多くの人が少なくとも一つの陰謀説を信じている。そして、それは必ずしも悪いことではなく、なにより”陰謀”は実際に起こっている。一例を挙げれば、CIAは1950年代、捕らえたスパイから自白を引き出す可能性のある薬物や手順を特定するために、違法な実験を実際に行っていた。
しかし、多くの陰謀論は証拠に裏付けられていないにもかかわらず、信者を惹きつけている。例えば、以前の調査では、ニュージーランド人とオーストラリア人の約7%が、航空機の後方に見える軌跡は、政府の極秘プログラムの一環として散布された化学物質の「ケムトレイル」であるという説に同意していることがわかった。科学界では否定されているにもかかわらず、である。
信憑性のある証拠がないにもかかわらず、陰謀論が信奉者を惹きつけるという事実は、心理学やその他の学問分野の研究者にとっては依然として謎となっている。ここ数年、陰謀論に関する多くの研究が発表されている。陰謀論を信じる人がどの程度いるのか、またその心理的・政治的要因も徐々にわかってきたものの、人々がどれくらいの頻度で考えを変えるのかについては、あまりわかっていない。

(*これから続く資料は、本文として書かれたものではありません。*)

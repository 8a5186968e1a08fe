//! End-to-end scenarios over the real stores: report, register, query,
//! delete and sweep, as the transport layer drives them.

use std::sync::Arc;

use chrono::{Duration, Utc};
use crosslight_common::{
    color_for, color_for_all, run_sweep_once, Error, IntersectionRegistry, LocationSample,
    LocationStore, SignalColor, Snapshot, SweepConfig,
};

fn report(store: &LocationStore, id: &str, latitude: f64, longitude: f64) {
    store.upsert(LocationSample::new(id, latitude, longitude, 8.0));
}

#[test]
fn test_opposite_sides_of_one_intersection_get_green() {
    let locations = LocationStore::new();
    let intersections = IntersectionRegistry::new();
    intersections.create(Some(0.0), Some(0.0001)).unwrap();

    report(&locations, "Alice", 0.0, 0.0);
    report(&locations, "Bob", 0.0, 0.0002);

    let snapshot = Snapshot::capture(&locations, &intersections);
    assert_eq!(color_for(&snapshot, "Alice").unwrap(), SignalColor::Green);
    assert_eq!(color_for(&snapshot, "Bob").unwrap(), SignalColor::Green);
}

#[test]
fn test_perpendicular_approaches_get_red() {
    let locations = LocationStore::new();
    let intersections = IntersectionRegistry::new();
    intersections.create(Some(10.0), Some(20.0)).unwrap();

    report(&locations, "from_south", 9.9998, 20.0);
    report(&locations, "from_west", 10.0, 19.9998);

    let colors = color_for_all(&Snapshot::capture(&locations, &intersections));
    assert_eq!(colors["from_south"], SignalColor::Red);
    assert_eq!(colors["from_west"], SignalColor::Red);
}

#[test]
fn test_deleted_agent_is_not_found() {
    let locations = LocationStore::new();
    let intersections = IntersectionRegistry::new();

    report(&locations, "X", 1.0, 1.0);
    assert!(locations.delete("X"));

    let snapshot = Snapshot::capture(&locations, &intersections);
    assert!(matches!(color_for(&snapshot, "X"), Err(Error::NotFound(_))));
    assert!(!color_for_all(&snapshot).contains_key("X"));
}

#[test]
fn test_agents_far_from_every_intersection_get_none() {
    let locations = LocationStore::new();
    let intersections = IntersectionRegistry::new();
    intersections.create(Some(0.0), Some(0.0)).unwrap();
    intersections.create(Some(1.0), Some(1.0)).unwrap();

    report(&locations, "a", 0.0005, 0.0);
    report(&locations, "b", 0.5, 0.5);

    let colors = color_for_all(&Snapshot::capture(&locations, &intersections));
    assert!(colors.values().all(|c| *c == SignalColor::None));
}

#[test]
fn test_removing_intersection_clears_signal() {
    let locations = LocationStore::new();
    let intersections = IntersectionRegistry::new();
    let created = intersections.create(Some(0.0), Some(0.0)).unwrap();
    report(&locations, "a", 0.0001, 0.0);

    let before = Snapshot::capture(&locations, &intersections);
    assert_eq!(color_for(&before, "a").unwrap(), SignalColor::Green);

    assert!(intersections.delete(created.id));
    let after = Snapshot::capture(&locations, &intersections);
    assert_eq!(color_for(&after, "a").unwrap(), SignalColor::None);
}

#[test]
fn test_sweep_threshold() {
    let locations = Arc::new(LocationStore::new());
    let now = Utc::now();
    locations.upsert(
        LocationSample::new("stale", 0.0, 0.0, 0.0).with_last_updated(now - Duration::milliseconds(60_001)),
    );
    locations.upsert(
        LocationSample::new("alive", 0.0, 0.0, 0.0).with_last_updated(now - Duration::milliseconds(59_999)),
    );

    run_sweep_once(&locations, &SweepConfig::default(), now);

    let listed = locations.list_all();
    assert!(!listed.contains_key("stale"));
    assert!(listed.contains_key("alive"));
}

#[test]
fn test_repeated_queries_are_idempotent() {
    let locations = LocationStore::new();
    let intersections = IntersectionRegistry::new();
    intersections.create(Some(0.0), Some(0.0)).unwrap();
    report(&locations, "a", -0.0002, 0.0);
    report(&locations, "b", 0.0, -0.0002);
    report(&locations, "c", 0.0, 0.0002);

    assert_eq!(locations.list_all(), locations.list_all());

    let first = color_for_all(&Snapshot::capture(&locations, &intersections));
    let second = color_for_all(&Snapshot::capture(&locations, &intersections));
    assert_eq!(first, second);
}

彼らは頻繁に考えを変えるのだろうか、それとも、どんな証拠に出会っても粘り強く信念を貫くのだろうか?
【9.11からCOVIDまで】
心理学者マット・ウィリアムズら研究グループは、縦断的調査を使ってこの疑問に答えることにした。彼らは498人のオーストラリア人とニュージーランド人を募集し、2021年3月から9月まで毎月、サンプルグループに10の陰謀説を含む調査票を提示し、それぞれの説にどの程度同意するかを尋ねた。
これらの説はすべて、9.11同時多発テロ、5G通信技術の普及、COVID-19など、現在進行中、あるいは今世紀に起きた出来事に関する主張に関するものだった。サンプルの中には確かに信者もいたが、ほとんどの参加者はそれぞれの説に同意していなかった。
最も人気があったのは、「製薬会社(『ビッグ・ファーマ』)が利益を守るためにがんの治療法を抑圧している」という説だった。最初の質問では、サンプルグループの約18%が同意した。最も人気がなかったのは、「COVID-19『ワクチン』には、人々を監視・管理するためのマイクロチップが入っている」という説であった。同意したのはわずか2パーセントだった。